◆ **TASK**
Within the data below, state how many lines contain the string "IndexOutOfCapacity". Provide the number only.

◆ **LISTED ENTRIES**
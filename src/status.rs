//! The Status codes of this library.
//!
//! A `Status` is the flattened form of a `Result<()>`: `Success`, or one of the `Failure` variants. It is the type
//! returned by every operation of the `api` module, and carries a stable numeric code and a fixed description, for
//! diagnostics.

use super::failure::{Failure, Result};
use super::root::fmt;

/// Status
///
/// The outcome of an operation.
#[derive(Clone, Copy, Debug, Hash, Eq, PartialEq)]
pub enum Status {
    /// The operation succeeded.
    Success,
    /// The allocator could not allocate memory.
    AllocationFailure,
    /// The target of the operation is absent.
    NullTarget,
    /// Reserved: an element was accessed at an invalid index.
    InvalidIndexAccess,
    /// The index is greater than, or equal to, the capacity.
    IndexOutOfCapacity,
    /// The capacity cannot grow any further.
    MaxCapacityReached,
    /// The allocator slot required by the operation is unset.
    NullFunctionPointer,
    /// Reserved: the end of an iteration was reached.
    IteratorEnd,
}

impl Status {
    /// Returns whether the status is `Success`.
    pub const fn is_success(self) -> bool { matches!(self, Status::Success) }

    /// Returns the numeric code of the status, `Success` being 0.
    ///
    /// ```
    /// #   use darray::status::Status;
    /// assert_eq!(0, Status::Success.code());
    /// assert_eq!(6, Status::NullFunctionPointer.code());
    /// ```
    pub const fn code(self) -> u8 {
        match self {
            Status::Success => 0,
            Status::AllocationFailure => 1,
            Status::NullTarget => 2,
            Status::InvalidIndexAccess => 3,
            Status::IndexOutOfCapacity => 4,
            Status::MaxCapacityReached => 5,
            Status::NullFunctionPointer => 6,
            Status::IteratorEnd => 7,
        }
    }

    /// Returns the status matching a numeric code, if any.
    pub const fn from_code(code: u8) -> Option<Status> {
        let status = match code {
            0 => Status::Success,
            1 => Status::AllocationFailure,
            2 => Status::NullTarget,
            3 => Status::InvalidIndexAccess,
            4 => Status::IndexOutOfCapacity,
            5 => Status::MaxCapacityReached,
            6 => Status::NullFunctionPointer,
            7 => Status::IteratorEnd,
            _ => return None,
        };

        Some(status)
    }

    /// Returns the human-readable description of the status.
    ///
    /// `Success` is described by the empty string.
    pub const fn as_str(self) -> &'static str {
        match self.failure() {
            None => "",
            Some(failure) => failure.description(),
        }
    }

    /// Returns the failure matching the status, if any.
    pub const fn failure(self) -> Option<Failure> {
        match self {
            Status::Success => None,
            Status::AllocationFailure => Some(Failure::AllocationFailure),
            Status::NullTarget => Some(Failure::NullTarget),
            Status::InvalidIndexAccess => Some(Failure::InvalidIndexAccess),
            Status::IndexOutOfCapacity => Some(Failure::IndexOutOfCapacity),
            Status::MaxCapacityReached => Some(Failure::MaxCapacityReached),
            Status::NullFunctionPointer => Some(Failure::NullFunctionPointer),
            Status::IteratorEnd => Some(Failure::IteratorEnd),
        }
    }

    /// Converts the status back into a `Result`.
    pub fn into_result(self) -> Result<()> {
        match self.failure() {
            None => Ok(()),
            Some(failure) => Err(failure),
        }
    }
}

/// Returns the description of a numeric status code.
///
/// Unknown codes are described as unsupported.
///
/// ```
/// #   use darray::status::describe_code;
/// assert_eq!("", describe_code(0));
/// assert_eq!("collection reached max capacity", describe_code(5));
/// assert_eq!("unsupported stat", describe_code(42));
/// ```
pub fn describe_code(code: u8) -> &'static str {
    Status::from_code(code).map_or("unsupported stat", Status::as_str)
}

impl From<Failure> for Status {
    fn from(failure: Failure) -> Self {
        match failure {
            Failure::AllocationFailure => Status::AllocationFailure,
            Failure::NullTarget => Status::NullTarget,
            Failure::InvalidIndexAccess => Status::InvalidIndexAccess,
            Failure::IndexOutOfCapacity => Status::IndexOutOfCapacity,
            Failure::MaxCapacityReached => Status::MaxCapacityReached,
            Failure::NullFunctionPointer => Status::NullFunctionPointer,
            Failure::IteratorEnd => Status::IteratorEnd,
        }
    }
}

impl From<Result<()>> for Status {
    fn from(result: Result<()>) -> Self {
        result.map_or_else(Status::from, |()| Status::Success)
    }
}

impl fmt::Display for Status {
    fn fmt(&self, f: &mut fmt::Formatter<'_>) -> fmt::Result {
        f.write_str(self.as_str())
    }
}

* * *

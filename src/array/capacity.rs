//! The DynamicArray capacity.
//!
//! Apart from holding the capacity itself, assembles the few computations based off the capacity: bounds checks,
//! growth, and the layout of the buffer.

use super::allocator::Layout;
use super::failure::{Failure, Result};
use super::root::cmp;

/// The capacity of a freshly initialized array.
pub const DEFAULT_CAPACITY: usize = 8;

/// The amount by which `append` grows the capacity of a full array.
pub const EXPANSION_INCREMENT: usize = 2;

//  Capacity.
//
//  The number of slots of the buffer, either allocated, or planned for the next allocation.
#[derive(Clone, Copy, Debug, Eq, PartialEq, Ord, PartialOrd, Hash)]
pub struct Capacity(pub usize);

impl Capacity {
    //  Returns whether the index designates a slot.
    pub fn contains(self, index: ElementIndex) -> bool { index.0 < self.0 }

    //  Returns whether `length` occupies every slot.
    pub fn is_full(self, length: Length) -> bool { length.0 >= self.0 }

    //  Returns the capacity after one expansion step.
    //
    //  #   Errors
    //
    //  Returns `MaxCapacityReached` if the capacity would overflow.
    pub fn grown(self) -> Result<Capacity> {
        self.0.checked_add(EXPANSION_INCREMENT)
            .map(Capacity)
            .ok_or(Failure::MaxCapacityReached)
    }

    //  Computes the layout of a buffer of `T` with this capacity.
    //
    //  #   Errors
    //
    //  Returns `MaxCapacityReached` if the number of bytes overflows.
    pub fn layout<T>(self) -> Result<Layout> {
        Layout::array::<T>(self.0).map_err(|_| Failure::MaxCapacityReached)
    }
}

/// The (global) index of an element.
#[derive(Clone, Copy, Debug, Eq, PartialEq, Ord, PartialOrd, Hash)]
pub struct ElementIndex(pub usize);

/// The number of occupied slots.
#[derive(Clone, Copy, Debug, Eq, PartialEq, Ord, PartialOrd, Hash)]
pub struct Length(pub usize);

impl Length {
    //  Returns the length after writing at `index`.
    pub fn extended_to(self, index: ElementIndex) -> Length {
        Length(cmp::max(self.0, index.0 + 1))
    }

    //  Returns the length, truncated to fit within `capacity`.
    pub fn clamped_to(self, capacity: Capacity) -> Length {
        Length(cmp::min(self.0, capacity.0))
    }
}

◆ **EXERCISE OUTPUT**
5